Three Easy Pasta Shapes You Can Make With Your Hands
At its most basic level, pasta making is simply the process of adding liquid to a mound of flour, then smashing, twisting, rolling, or folding that dough into any shape you like. The sky’s the limit. Here you can learn how to make a few classics. Each shape gets a little more complex, starting with the super easy pici and graduating to the slightly trickier trofie. We’ve even suggested a few sauces to dress up your creations.
Keep in mind when making this style of pasta that it’s their imperfections which make them marvellous. A little bump or ridge here and there only helps whatever sauce you’re using cling onto your pasta for dear life. Embrace the weird and wonky shapes. Before you start, make sure you’ve got a large clean workspace. A clean kitchen countertop or big wooden chopping board is perfect.
This pasta dough is as simple as they come but really delivers on texture, boasting a uniquely satisfying chew.
To make enough dough for two people, tip 160g of fine semolina onto your work surface, using a bowl create a well in the middle of the semolina. Fill semolina volcano with 75ml of warm water. Using a fork, begin mixing the semolina into the water gradually until you have a thick paste. Now, using your hands, incorporate the rest of the semolina to form a shaggy dough.
Knead for 5 minutes until the surface is smooth and elastic. Form into a ball and rest the dough under an upturned bowl for 15 minutes. Your dough is now ready to roll.
TIP – If you want a glowing ball of yellow dough, that more closely resembles egg pasta, steep a pinch of saffron in your warm water for 5 minutes. After 5 minutes, remove the saffron and add the water to your semolina.
Pici, the epitome of rustic Italian simplicity and by far the easiest of all pasta shapes to master. Try your pici with crème fraîche, freezer peas, lemon, rocket and plenty of parmesan.
To roll pici, make sure your surface is free of any semolina. Cut your dough ball into 8 roughly equal pieces, then cut each piece into 3 lengthways. Using both hands, roll each piece into a rope about 30cm long and just under 0.5cm thick. Congrats, you’ve just made pici! Repeat with the remaining pieces of dough.
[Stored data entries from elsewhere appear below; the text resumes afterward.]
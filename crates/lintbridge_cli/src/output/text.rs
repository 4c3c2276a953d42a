//! Text output formatter

use lintbridge_engine::ScanResults;

pub fn output_text(results: &ScanResults, files: usize) {
    for (path, problems) in results {
        if problems.is_empty() {
            continue;
        }

        println!("\n{}:", path.display());
        for problem in problems {
            let suppressed = if problem.suppressed { " (suppressed)" } else { "" };
            println!(
                "  {}:{} {} [{}]: {}{}",
                problem.line,
                problem.column,
                problem.severity.as_str(),
                short_source(&problem.source_rule_id),
                problem.message,
                suppressed
            );
        }
    }

    let total: usize = results.values().map(Vec::len).sum();
    println!();
    println!("Checked {} files, found {} problems", files, total);
}

/// Last segment of a dotted rule identifier.
fn short_source(source: &str) -> &str {
    source.rsplit('.').next().unwrap_or(source)
}

#[cfg(test)]
mod tests {
    use super::*;

    #[test]
    fn test_short_source() {
        assert_eq!(
            short_source("com.puppycrawl.tools.checkstyle.checks.naming.MemberNameCheck"),
            "MemberNameCheck"
        );
        assert_eq!(short_source("Plain"), "Plain");
        assert_eq!(short_source(""), "");
    }
}
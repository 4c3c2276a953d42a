//! Audit listener collecting diagnostics for one scan.

use tracing::{debug, warn};

use crate::{AuditEvent, Diagnostic, EngineFault};

/// Receives the engine's audit callbacks.
pub trait AuditListener {
    fn audit_started(&mut self);

    fn file_started(&mut self, _file: &str) {}

    fn add_diagnostic(&mut self, diagnostic: Diagnostic);

    /// The engine failed on a file.
    fn add_exception(&mut self, diagnostic: Diagnostic, fault: &EngineFault);

    fn file_finished(&mut self, _file: &str) {}

    fn audit_finished(&mut self);
}

/// Feeds recorded audit events to a listener, in order.
///
/// Returns whether the stream contained `AuditFinished`.
pub fn replay(events: Vec<AuditEvent>, listener: &mut dyn AuditListener) -> bool {
    let mut finished = false;
    for event in events {
        match event {
            AuditEvent::AuditStarted => listener.audit_started(),
            AuditEvent::FileStarted { file } => listener.file_started(&file),
            AuditEvent::Diagnostic { diagnostic } => listener.add_diagnostic(diagnostic),
            AuditEvent::Exception { diagnostic, fault } => listener.add_exception(diagnostic, &fault),
            AuditEvent::FileFinished { file } => listener.file_finished(&file),
            AuditEvent::AuditFinished => {
                listener.audit_finished();
                finished = true;
            }
        }
    }
    finished
}

/// Accumulates diagnostics and hands them on when the audit finishes.
pub struct DiagnosticCollector<F>
where
    F: FnMut(Vec<Diagnostic>),
{
    diagnostics: Vec<Diagnostic>,
    on_finished: F,
}

impl<F> DiagnosticCollector<F>
where
    F: FnMut(Vec<Diagnostic>),
{
    /// Creates a collector that passes the full list to `on_finished`.
    pub fn new(on_finished: F) -> Self {
        Self {
            diagnostics: Vec::new(),
            on_finished,
        }
    }

    /// Diagnostics collected so far.
    pub fn diagnostics(&self) -> &[Diagnostic] {
        &self.diagnostics
    }
}

impl<F> AuditListener for DiagnosticCollector<F>
where
    F: FnMut(Vec<Diagnostic>),
{
    fn audit_started(&mut self) {
        self.diagnostics.clear();
    }

    fn add_diagnostic(&mut self, diagnostic: Diagnostic) {
        self.diagnostics.push(diagnostic);
    }

    fn add_exception(&mut self, diagnostic: Diagnostic, fault: &EngineFault) {
        warn!(
            "Engine exception while checking {}: {}",
            diagnostic.file, fault
        );
        self.diagnostics.push(diagnostic);
    }

    fn audit_finished(&mut self) {
        debug!("Audit finished with {} diagnostics", self.diagnostics.len());
        (self.on_finished)(self.diagnostics.clone());
    }
}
Similar in shape to gnocchi, cavatelli are chewy little pillows of dough. We like to toss them in a quick white fennel sausage ragù before finishing with green olives and oregano.
Cut your dough into 8 pieces. Roll each piece into a rope around 1cm thick. Line up the ropes and cut into 2cm pieces. Using your thumb, press into the middle of each piece and roll away from you, creating a curl in the middle of the pasta. Repeat with the remaining pieces of dough.
TIP – You can roll these on different surfaces to create textured cavatelli. Try a fork, gnocchi board, cheese grater or even a piece of lego. Get creative!
Think of trofie as a hand-rolled fusilli; gorgeous spirals of dough that cling onto any sauce you throw at them. Trofie are a little trickier to master and take a bit of practice but, remember, even less than perfect trofie are still delicious.
Trofie is traditionally served with Ligurian basil pesto and green beans, however, a wintery cavolo nero pesto fits the bill for a Winter evening. Pinch off a marble-sized piece of dough and place it on your work surface. Using the palm of your hand, roll that piece of dough forwards, forming it into a sausage shape. Now, draw your hand backwards, dragging the outside edge of your palm over the sausage whilst applying a little pressure. The dough will twist and turn into a beautiful little spiral. Repeat with the rest of your dough.